Ground management must ensure media personnel do not interfere with normal safety operation of the ground.

Ground management is responsible for ensuring the safety and security of all people present at the ground during an event.

This includes press reporters, commentators, presenters, camera operators, photographers and all production personnel working for media companies within the ground.

Management is also responsible for ensuring that the activities of these media personnel don’t:

  • interfere with or negate the normal safety operation of the ground; or
  • put at risk the safety, security, comfort or viewing standards of spectators.

At the same time, media providers are responsible for the health and safety of their own staff and sub-contractors during an event.
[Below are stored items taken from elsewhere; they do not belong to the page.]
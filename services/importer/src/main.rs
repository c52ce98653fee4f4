use anyhow::{bail, Context, Result};
use chrono::Utc;
use clap::Parser;
use importer::config::Config;
use importer::db;
use importer::model::ElectionType;
use importer::orchestrator::{dry_run, ImportSettings, Importer};
use importer::source::{discover_plan, load_plan};
use std::path::PathBuf;
use tracing::info;
use tracing_subscriber::EnvFilter;

#[derive(Parser, Debug)]
#[command(name = "importer", about = "Imports historical electoral results into PostgreSQL")]
struct Args {
    /// Directory holding electorado.csv and {electionType}{year}.csv files (overrides DATA_DIR)
    #[arg(long)]
    data_dir: Option<PathBuf>,

    /// JSON import plan listing the files explicitly
    #[arg(long, conflicts_with = "data_dir")]
    plan: Option<PathBuf>,

    /// Electorate file to use instead of the planned one
    #[arg(long)]
    electorate: Option<PathBuf>,

    /// Only import these years (repeatable)
    #[arg(long = "year")]
    years: Vec<i32>,

    /// Only import these election types (municipal, state_legislature, governor)
    #[arg(long = "election-type")]
    election_types: Vec<ElectionType>,

    /// Dry run - parse and aggregate, don't touch the database
    #[arg(long, default_value = "false")]
    dry_run: bool,

    /// Keep existing rows instead of truncating each phase
    #[arg(long, default_value = "false")]
    keep_existing: bool,
}

#[tokio::main]
async fn main() -> Result<()> {
    dotenvy::dotenv().ok();
    tracing_subscriber::fmt()
        .with_env_filter(EnvFilter::try_from_default_env().unwrap_or_else(|_| EnvFilter::new("info")))
        .init();

    let args = Args::parse();
    let config = if args.dry_run {
        // No database needed; DB_URL may be absent
        Config::from_lookup(|key| {
            std::env::var(key)
                .ok()
                .or_else(|| (key == "DB_URL").then(String::new))
        })?
    } else {
        Config::from_env()?
    };

    let mut plan = match &args.plan {
        Some(path) => load_plan(path).await.context("Failed to load import plan")?,
        None => {
            let data_dir = args.data_dir.clone().unwrap_or_else(|| config.data_dir.clone());
            discover_plan(&data_dir).await.context("Failed to scan data directory")?
        }
    };
    if let Some(electorate) = &args.electorate {
        plan.electorate = electorate.clone();
    }
    plan.retain(&args.years, &args.election_types);

    let settings = ImportSettings {
        state: plan.state.clone().unwrap_or_else(|| config.state_name.clone()),
        electorate_policy: config.electorate_policy,
        results_policy: config.results_policy,
        keep_existing: args.keep_existing,
    };

    println!("=== Guardianes Historical Results Importer ===");
    println!("State: {}", settings.state);
    println!("Mode: {}", if args.dry_run { "dry-run" } else { "live" });
    println!("Electorate: {}", plan.electorate.display());
    println!("Results files: {}", plan.results.len());
    println!(
        "Row policy: electorate={} results={}",
        settings.electorate_policy, settings.results_policy
    );

    let started = Utc::now();
    let summary = if args.dry_run {
        dry_run(&plan, &settings).await?
    } else {
        let pool = db::connect(&config.db_url, config.max_connections)
            .await
            .context("Failed to connect to database")?;
        let mut importer = Importer::new(pool, settings);
        importer.import_all(&plan).await?
    };
    let elapsed = Utc::now() - started;

    summary.print();
    info!("Finished in {} ms", elapsed.num_milliseconds());

    let failed = summary.failed();
    if failed > 0 {
        bail!("{} file(s) failed to import", failed);
    }
    Ok(())
}
//! Canonical municipality names
//!
//! Names arrive from several CSV sources with different casing, accents and
//! spacing ("Acapulco de Juárez", "ACAPULCO DE JUAREZ ", "acapulco  de juarez").
//! All of them must meet on a single join key.

use unicode_normalization::char::is_combining_mark;
use unicode_normalization::UnicodeNormalization;

/// Uppercase, strip diacritics (NFD minus combining marks), trim and
/// collapse internal whitespace to single spaces.
///
/// Total: never fails, empty input yields an empty string. Matching on the
/// result is exact; a name that differs in some other special character
/// simply does not match.
pub fn normalize_name(raw: &str) -> String {
    let stripped: String = raw
        .to_uppercase()
        .nfd()
        .filter(|c| !is_combining_mark(*c))
        .collect();

    stripped.split_whitespace().collect::<Vec<_>>().join(" ")
}

/// Same as [`normalize_name`] for optional values; `None` yields `""`.
pub fn normalize_opt(raw: Option<&str>) -> String {
    raw.map(normalize_name).unwrap_or_default()
}

#[cfg(test)]
mod tests {
    use super::*;

    #[test]
    fn test_case_and_accent_insensitive() {
        assert_eq!(normalize_name("Álvarez"), normalize_name("ALVAREZ"));
        assert_eq!(normalize_name("Álvarez"), "ALVAREZ");
    }

    #[test]
    fn test_whitespace_collapsed_and_trimmed() {
        assert_eq!(
            normalize_name("  Acapulco   de\tJuárez \n"),
            "ACAPULCO DE JUAREZ"
        );
    }

    #[test]
    fn test_enie_loses_tilde() {
        assert_eq!(normalize_name("Cuajinicuilapa de Peña"), "CUAJINICUILAPA DE PENA");
    }

    #[test]
    fn test_empty_and_blank() {
        assert_eq!(normalize_name(""), "");
        assert_eq!(normalize_name("   "), "");
        assert_eq!(normalize_opt(None), "");
        assert_eq!(normalize_opt(Some(" tixtla ")), "TIXTLA");
    }

    #[test]
    fn test_idempotent() {
        let samples = [
            "Chilpancingo de los Bravo",
            "  Zihuatanejo   de Azueta ",
            "José Joaquín de Herrera",
            "Tlacoachistlahuaca",
            "Ñuu Savi",
            "ǰ ẖ ǅ",
            "",
        ];
        for s in samples {
            let once = normalize_name(s);
            assert_eq!(normalize_name(&once), once, "not idempotent for {:?}", s);
        }
    }

    #[test]
    fn test_precomposed_and_decomposed_match() {
        // "é" as one code point vs "e" + combining acute
        assert_eq!(normalize_name("Juárez"), normalize_name("Jua\u{0301}rez"));
    }

    #[test]
    fn test_unhandled_punctuation_is_kept() {
        // Not fuzzy: a hyphen keeps the names apart
        assert_ne!(normalize_name("Ixcateopan-Cuauhtémoc"), normalize_name("Ixcateopan Cuauhtémoc"));
    }
}
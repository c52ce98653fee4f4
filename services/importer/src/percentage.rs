//! Vote share and turnout percentages

/// `round(part / whole * 100, 2)`, or exactly `0.0` when `whole <= 0`.
///
/// Used with total votes as `whole` for vote share and with the nominal list
/// as `whole` for turnout. Never yields NaN or infinity.
pub fn percentage(part: i64, whole: i64) -> f64 {
    if whole <= 0 {
        return 0.0;
    }
    round2(part as f64 / whole as f64 * 100.0)
}

/// Round to two decimals, half away from zero
pub fn round2(value: f64) -> f64 {
    (value * 100.0).round() / 100.0
}

#[cfg(test)]
mod tests {
    use super::*;

    #[test]
    fn test_half() {
        assert_eq!(percentage(50, 100), 50.00);
    }

    #[test]
    fn test_zero_denominator_is_sentinel() {
        let p = percentage(0, 0);
        assert_eq!(p, 0.0);
        assert!(p.is_finite());
        assert_eq!(percentage(25, 0), 0.0);
        assert_eq!(percentage(25, -3), 0.0);
    }

    #[test]
    fn test_rounds_to_two_decimals() {
        assert_eq!(percentage(1, 3), 33.33);
        assert_eq!(percentage(2, 3), 66.67);
        assert_eq!(percentage(1, 8), 12.5);
    }

    #[test]
    fn test_over_one_hundred_is_not_clamped() {
        // Last-seen totals can be smaller than accumulated votes
        assert_eq!(percentage(150, 100), 150.00);
    }
}
//! Environment configuration

use anyhow::{Context, Result};
use serde::{Deserialize, Serialize};
use std::fmt;
use std::path::PathBuf;
use std::str::FromStr;

/// What to do with a row that fails validation
#[derive(Debug, Clone, Copy, PartialEq, Eq, Serialize, Deserialize)]
#[serde(rename_all = "lowercase")]
pub enum RowPolicy {
    /// Fail the whole file; its transaction is rolled back
    Abort,
    /// Count the row as skipped and keep streaming
    Skip,
}

impl FromStr for RowPolicy {
    type Err = String;

    fn from_str(s: &str) -> std::result::Result<Self, Self::Err> {
        match s.trim().to_lowercase().as_str() {
            "abort" => Ok(RowPolicy::Abort),
            "skip" => Ok(RowPolicy::Skip),
            other => Err(format!("unknown row policy '{}' (expected abort|skip)", other)),
        }
    }
}

impl fmt::Display for RowPolicy {
    fn fmt(&self, f: &mut fmt::Formatter<'_>) -> fmt::Result {
        match self {
            RowPolicy::Abort => f.write_str("abort"),
            RowPolicy::Skip => f.write_str("skip"),
        }
    }
}

#[derive(Debug, Clone)]
pub struct Config {
    pub db_url: String,
    pub data_dir: PathBuf,
    pub state_name: String,
    pub max_connections: u32,
    pub electorate_policy: RowPolicy,
    pub results_policy: RowPolicy,
}

impl Config {
    pub fn from_env() -> Result<Self> {
        Self::from_lookup(|key| std::env::var(key).ok())
    }

    /// Build from any key lookup; `from_env` passes the process environment
    pub fn from_lookup<F>(lookup: F) -> Result<Self>
    where
        F: Fn(&str) -> Option<String>,
    {
        let policy = |key: &str, default: RowPolicy| -> Result<RowPolicy> {
            match lookup(key) {
                Some(v) => v
                    .parse()
                    .map_err(|e: String| anyhow::anyhow!(e))
                    .with_context(|| format!("{} is invalid", key)),
                None => Ok(default),
            }
        };

        Ok(Self {
            db_url: lookup("DB_URL").context("DB_URL env var missing")?,
            data_dir: PathBuf::from(lookup("DATA_DIR").unwrap_or_else(|| "./data".to_string())),
            state_name: lookup("STATE_NAME").unwrap_or_else(|| "Guerrero".to_string()),
            max_connections: lookup("DB_MAX_CONNECTIONS")
                .and_then(|v| v.parse().ok())
                .unwrap_or(5),
            electorate_policy: policy("ELECTORATE_ROW_POLICY", RowPolicy::Abort)?,
            results_policy: policy("RESULTS_ROW_POLICY", RowPolicy::Skip)?,
        })
    }
}
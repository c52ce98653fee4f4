//! Historical electoral results importer for Guardianes.
//!
//! Reads the state electorate file and one CSV per past election, resolves
//! municipality names, aggregates precinct rows per (municipality, party)
//! and stores the totals in PostgreSQL.

pub mod aggregate;
pub mod config;
pub mod db;
pub mod delimiter;
pub mod error;
pub mod lookup;
pub mod model;
pub mod normalize;
pub mod orchestrator;
pub mod percentage;
pub mod schema;
pub mod source;

pub use error::{ImportError, Result};
//! CSV dialect detection from a header line

/// Candidate delimiters, in tie-break priority order
pub const DELIMITER_CANDIDATES: [u8; 4] = [b'|', b'\t', b',', b';'];

/// Pick the delimiter that occurs most often in `line`.
///
/// Ties resolve to the earliest candidate in [`DELIMITER_CANDIDATES`].
/// Returns `None` when no candidate occurs at all; callers treat that as an
/// ambiguous format instead of assuming a single-column file.
pub fn detect_delimiter(line: &str) -> Option<u8> {
    let mut best: Option<(u8, usize)> = None;

    for &candidate in &DELIMITER_CANDIDATES {
        let count = line.bytes().filter(|&b| b == candidate).count();
        if count == 0 {
            continue;
        }
        match best {
            Some((_, best_count)) if count <= best_count => {}
            _ => best = Some((candidate, count)),
        }
    }

    best.map(|(delimiter, _)| delimiter)
}

/// Printable name for log lines
pub fn delimiter_name(delimiter: u8) -> &'static str {
    match delimiter {
        b'|' => "pipe",
        b'\t' => "tab",
        b',' => "comma",
        b';' => "semicolon",
        _ => "other",
    }
}

#[cfg(test)]
mod tests {
    use super::*;

    #[test]
    fn test_single_candidate() {
        assert_eq!(detect_delimiter("A|B|C"), Some(b'|'));
        assert_eq!(detect_delimiter("A,B,C"), Some(b','));
        assert_eq!(detect_delimiter("A;B;C"), Some(b';'));
        assert_eq!(detect_delimiter("A\tB\tC"), Some(b'\t'));
    }

    #[test]
    fn test_highest_count_wins() {
        assert_eq!(detect_delimiter("A;B|C|D"), Some(b'|'));
        assert_eq!(detect_delimiter("MUNICIPIO;PAN;PRI;NOTA, OBS"), Some(b';'));
    }

    #[test]
    fn test_tie_goes_to_priority_order() {
        assert_eq!(detect_delimiter("A,B;C"), Some(b','));
        assert_eq!(detect_delimiter("A|B,C"), Some(b'|'));
        assert_eq!(detect_delimiter("A\tB|C"), Some(b'|'));
    }

    #[test]
    fn test_no_candidate_is_ambiguous() {
        assert_eq!(detect_delimiter("MUNICIPIO"), None);
        assert_eq!(detect_delimiter(""), None);
    }

    #[test]
    fn test_delimiter_names() {
        assert_eq!(delimiter_name(b'|'), "pipe");
        assert_eq!(delimiter_name(b'\t'), "tab");
        assert_eq!(delimiter_name(b','), "comma");
        assert_eq!(delimiter_name(b';'), "semicolon");
    }
}
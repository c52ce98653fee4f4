//! Error taxonomy for the importer.
//!
//! Which of these are fatal depends on where they surface:
//! - `SourceNotFound` aborts the whole orchestration
//! - `AmbiguousFormat` and `Persistence` roll back the current file only
//! - `RowParse` and `UnresolvedMunicipality` are counted and skipped, unless
//!   the import class runs with the `abort` row policy

use std::path::PathBuf;
use thiserror::Error;

pub type Result<T> = std::result::Result<T, ImportError>;

#[derive(Error, Debug)]
pub enum ImportError {
    /// Planned source file or directory does not exist
    #[error("Source not found: {}", .0.display())]
    SourceNotFound(PathBuf),

    /// File layout cannot be interpreted without guessing
    #[error("AMBIGUITY: {0}")]
    AmbiguousFormat(String),

    /// Malformed row (wrong column count, invalid required number)
    #[error("Line {line}: {reason}")]
    RowParse { line: usize, reason: String },

    /// Municipality name did not match the lookup table
    #[error("Line {line}: unresolved municipality '{name}'")]
    UnresolvedMunicipality { line: usize, name: String },

    /// Per-file state machine misuse
    #[error("Invalid file state transition {from} -> {to}")]
    InvalidTransition { from: String, to: String },

    /// Plan file could not be interpreted
    #[error("Invalid import plan: {0}")]
    Plan(String),

    /// Database write or read failure
    #[error("Database error: {0}")]
    Persistence(#[from] sqlx::Error),

    #[error("IO error: {0}")]
    Io(#[from] std::io::Error),

    #[error("CSV error: {0}")]
    Csv(#[from] csv::Error),
}

impl ImportError {
    /// Errors that only concern one row and may be skipped under the `skip` policy
    pub fn is_row_level(&self) -> bool {
        matches!(
            self,
            ImportError::RowParse { .. } | ImportError::UnresolvedMunicipality { .. }
        )
    }
}
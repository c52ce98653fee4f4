//! Per-file aggregation of precinct rows.
//!
//! A results file carries one row per polling station (casilla) or section.
//! Rows are folded into one bucket per (municipality, party). The state is a
//! plain value: created per file, threaded through [`aggregate_results`],
//! returned to the caller, then turned into insertable rows.

use crate::config::RowPolicy;
use crate::error::{ImportError, Result};
use crate::lookup::MunicipalityIndex;
use crate::model::{AggregationKey, ElectionType, HistoricalResult};
use crate::normalize::normalize_name;
use crate::percentage::percentage;
use crate::schema::{
    ElectorateLayout, ElectorateRecord, ResultRecord, ResultsLayout, COL_LISTA_NOMINAL, COL_PADRON,
};
use csv::StringRecord;
use serde::Serialize;
use std::collections::{BTreeMap, BTreeSet, HashMap};
use tracing::{debug, warn};

/// Accumulator for one (municipality, party) pair
#[derive(Debug, Clone, Copy, Default, PartialEq)]
pub struct Bucket {
    pub votes: i64,
    /// Last `TOTAL_VOTOS` seen on a row that touched this bucket
    pub total_votes: i64,
    /// Last `LISTA_NOMINAL` seen on a row that touched this bucket
    pub nominal_list: i64,
}

/// Row counters reported per file
#[derive(Debug, Clone, Default, PartialEq, Serialize)]
pub struct RowStats {
    pub rows_read: usize,
    pub rows_aggregated: usize,
    pub rows_skipped: usize,
    pub rows_unresolved: usize,
    pub invalid_fields: usize,
    pub inconsistent_totals: usize,
}

impl RowStats {
    /// Book a row-level error under `policy`; returns it back when the policy aborts
    fn absorb(&mut self, policy: RowPolicy, err: ImportError) -> Result<()> {
        if policy == RowPolicy::Abort || !err.is_row_level() {
            return Err(err);
        }
        match &err {
            ImportError::UnresolvedMunicipality { .. } => self.rows_unresolved += 1,
            _ => self.rows_skipped += 1,
        }
        warn!("Skipping row: {}", err);
        Ok(())
    }
}

/// Physical line a row starts on (header is line 1). The csv reader skips
/// blank lines and quoted fields may span lines, so the ordinal is only a
/// fallback for records without a position.
fn row_line(idx: usize, row: &std::result::Result<StringRecord, csv::Error>) -> usize {
    let position = match row {
        Ok(record) => record.position(),
        Err(e) => e.position(),
    };
    position.map_or(idx + 2, |p| p.line() as usize)
}

fn overflow(line: usize, column: &str) -> ImportError {
    ImportError::RowParse {
        line,
        reason: format!("{} total exceeds the supported range", column),
    }
}

// =============================================================================
// HISTORICAL RESULTS
// =============================================================================

#[derive(Debug, Clone, Default)]
pub struct Aggregation {
    buckets: BTreeMap<AggregationKey, Bucket>,
    pub stats: RowStats,
    /// Distinct raw names that did not resolve
    pub unresolved_names: BTreeSet<String>,
}

impl Aggregation {
    pub fn new() -> Self {
        Self::default()
    }

    pub fn bucket(&self, municipality_id: i32, party: &str) -> Option<&Bucket> {
        self.buckets
            .iter()
            .find(|(k, _)| k.municipality_id == municipality_id && k.party == party)
            .map(|(_, b)| b)
    }

    pub fn len(&self) -> usize {
        self.buckets.len()
    }

    pub fn is_empty(&self) -> bool {
        self.buckets.is_empty()
    }

    /// Fold one typed row into its buckets.
    ///
    /// Fails with `UnresolvedMunicipality` when the name has no match; the
    /// row then contributes nothing. Zero-vote parties are not recorded.
    pub fn add_record(&mut self, record: &ResultRecord, index: &MunicipalityIndex) -> Result<i32> {
        let municipality_id = match index.resolve(&record.municipality) {
            Some(id) => id,
            None => {
                self.unresolved_names.insert(record.municipality.clone());
                return Err(ImportError::UnresolvedMunicipality {
                    line: record.line,
                    name: record.municipality.clone(),
                });
            }
        };

        // Sums are checked before any bucket changes so an overflowing row
        // contributes nothing
        let mut sums = Vec::with_capacity(record.votes.len());
        for &(party, votes) in &record.votes {
            if votes == 0 {
                continue;
            }
            let key = AggregationKey { municipality_id, party };
            let current = self.buckets.get(&key).map_or(0, |b| b.votes);
            let sum = current
                .checked_add(votes)
                .ok_or_else(|| overflow(record.line, party))?;
            sums.push((key, sum));
        }

        self.stats.invalid_fields += record.invalid_fields.len();
        if record.totals_consistent() == Some(false) {
            self.stats.inconsistent_totals += 1;
            debug!(
                "Line {}: VOTOS_VALIDOS + VOTOS_NULOS != TOTAL_VOTOS for '{}'",
                record.line, record.municipality
            );
        }

        for (key, sum) in sums {
            let bucket = self.buckets.entry(key).or_default();
            bucket.votes = sum;
            if let Some(total) = record.total_votes {
                bucket.total_votes = total;
            }
            if let Some(nominal) = record.nominal_list {
                bucket.nominal_list = nominal;
            }
        }

        self.stats.rows_aggregated += 1;
        Ok(municipality_id)
    }

    /// Turn buckets into insertable rows, ordered by (municipality, party).
    ///
    /// `fallback_nominal` supplies the turnout denominator for buckets whose
    /// file had no `LISTA_NOMINAL` value.
    pub fn into_results(
        self,
        year: i32,
        election_type: ElectionType,
        fallback_nominal: &HashMap<i32, i64>,
    ) -> Vec<HistoricalResult> {
        self.buckets
            .into_iter()
            .map(|(key, bucket)| {
                let nominal = if bucket.nominal_list > 0 {
                    bucket.nominal_list
                } else {
                    fallback_nominal.get(&key.municipality_id).copied().unwrap_or(0)
                };
                HistoricalResult {
                    municipality_id: key.municipality_id,
                    election_year: year,
                    election_type,
                    party: key.party.to_string(),
                    votes: bucket.votes,
                    percentage: percentage(bucket.votes, bucket.total_votes),
                    turnout_percentage: percentage(bucket.total_votes, nominal),
                }
            })
            .collect()
    }
}

/// Stream the data rows of one results file into `aggregation`.
///
/// Row-level failures follow `policy`; any other error (or a row-level one
/// under `Abort`) ends the stream and is returned.
pub fn aggregate_results<I>(
    mut aggregation: Aggregation,
    rows: I,
    layout: &ResultsLayout,
    index: &MunicipalityIndex,
    policy: RowPolicy,
) -> Result<Aggregation>
where
    I: IntoIterator<Item = std::result::Result<StringRecord, csv::Error>>,
{
    for (idx, row) in rows.into_iter().enumerate() {
        let line = row_line(idx, &row);
        aggregation.stats.rows_read += 1;

        let outcome = row
            .map_err(|e| ImportError::RowParse {
                line,
                reason: format!("CSV parse error: {}", e),
            })
            .and_then(|row| layout.record(line, &row))
            .and_then(|record| aggregation.add_record(&record, index));

        if let Err(err) = outcome {
            aggregation.stats.absorb(policy, err)?;
        }
    }
    Ok(aggregation)
}

// =============================================================================
// ELECTORATE
// =============================================================================

/// Electorate totals for one municipality, summed over its sections
#[derive(Debug, Clone, PartialEq)]
pub struct ElectorateEntry {
    /// Trimmed raw name of the first row seen
    pub display_name: String,
    pub nominal_list: i64,
    pub registered_voters: Option<i64>,
    pub sections: i32,
}

#[derive(Debug, Clone, Default)]
pub struct ElectorateTotals {
    /// Keyed by canonical name
    pub entries: BTreeMap<String, ElectorateEntry>,
    pub stats: RowStats,
}

impl ElectorateTotals {
    pub fn new() -> Self {
        Self::default()
    }

    pub fn add_record(&mut self, record: &ElectorateRecord) -> Result<()> {
        let canonical = normalize_name(&record.municipality);
        if canonical.is_empty() {
            return Err(ImportError::UnresolvedMunicipality {
                line: record.line,
                name: record.municipality.clone(),
            });
        }

        let previous = self.entries.get(&canonical);
        let nominal_list = previous
            .map_or(0, |e| e.nominal_list)
            .checked_add(record.nominal_list)
            .ok_or_else(|| overflow(record.line, COL_LISTA_NOMINAL))?;
        let registered_voters = match record.registered_voters {
            Some(padron) => Some(
                previous
                    .and_then(|e| e.registered_voters)
                    .unwrap_or(0)
                    .checked_add(padron)
                    .ok_or_else(|| overflow(record.line, COL_PADRON))?,
            ),
            None => previous.and_then(|e| e.registered_voters),
        };

        let entry = self
            .entries
            .entry(canonical)
            .or_insert_with(|| ElectorateEntry {
                display_name: record.municipality.clone(),
                nominal_list: 0,
                registered_voters: None,
                sections: 0,
            });
        entry.nominal_list = nominal_list;
        entry.registered_voters = registered_voters;
        entry.sections += 1;

        self.stats.rows_aggregated += 1;
        Ok(())
    }
}

/// Stream the data rows of an electorate file.
///
/// A row whose municipality name is blank only costs that row, whatever
/// the policy. Malformed rows follow `policy`.
pub fn aggregate_electorate<I>(
    mut totals: ElectorateTotals,
    rows: I,
    layout: &ElectorateLayout,
    policy: RowPolicy,
) -> Result<ElectorateTotals>
where
    I: IntoIterator<Item = std::result::Result<StringRecord, csv::Error>>,
{
    for (idx, row) in rows.into_iter().enumerate() {
        let line = row_line(idx, &row);
        totals.stats.rows_read += 1;

        let outcome = row
            .map_err(|e| ImportError::RowParse {
                line,
                reason: format!("CSV parse error: {}", e),
            })
            .and_then(|row| layout.record(line, &row))
            .and_then(|record| totals.add_record(&record));

        match outcome {
            Ok(()) => {}
            Err(err @ ImportError::UnresolvedMunicipality { .. }) => {
                warn!("Rejecting electorate row: {}", err);
                totals.stats.rows_unresolved += 1;
            }
            Err(err) => totals.stats.absorb(policy, err)?,
        }
    }
    Ok(totals)
}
For this reason, the ground management, media providers and, where appropriate, the event organisers, should liaise before events to ensure that, even when no direct contractual agreement exists between the parties, the appropriate risk assessments are developed, and the health and safety duties and responsibilities of each party are clearly defined, documented and communicated to each other.

Planning

During the planning stage, media companies must provide management, in advance, with:

  • a risk assessment
  • a method statement, outlining the construction processes to be followed for each temporary media installation
  • design calculations for each temporary media installation
  • a Media Plan, setting out the location of each temporary media installation

In addition, ground management should ensure that all media provision, whether permanent or temporary, is included within its own site specific, or event specific risk assessment.

Also in advance, the management should inform all media companies of the radio frequencies intended for use during an event by the management and other users of radios, in order to avoid interference with ground communication systems.

Media installations

Media installations at sports grounds may include outside broadcast vehicles, studios, stages, display screens, loudspeaker systems and cabling, and also gantries or platforms for cameras and commentators

When planning and inspecting media installations, management should consider issues including:

  • The traffic plan to ensure media-related vehicles and installations do not obstruct ingress or egress routes used by spectators or emergency vehicles.
  • Cables should not run along or across gangways, or passageways, or otherwise obstruct the movement of spectators or create a trip hazard
  • Inspections of all installations to ensure that they are constructed and located as proposed in the planning documentation outlined, and do not block or restrict views in any areas for which tickets have been sold.
  • If a public address system is imported for a specific media presentation, both the management and the media provider should ensure that its output does not interfere with the ground’s own public address system or with the radios used by stewards and the emergency services. Provision should also be made – normally in the ground’s safety control point – for an override switch, so that the imported PA system can be interrupted if necessary.

Identification

All media personnel should be provided with specific event day security passes showing those areas which they are permitted to access.

In addition, all roving media personnel should be clearly identified, for example by colour coded tabards bearing the appropriate wording (such as ‘media’, ‘photographer’ or ‘broadcast unit’), in such a way that their clothing cannot be confused with that of the stewards or other safety personnel.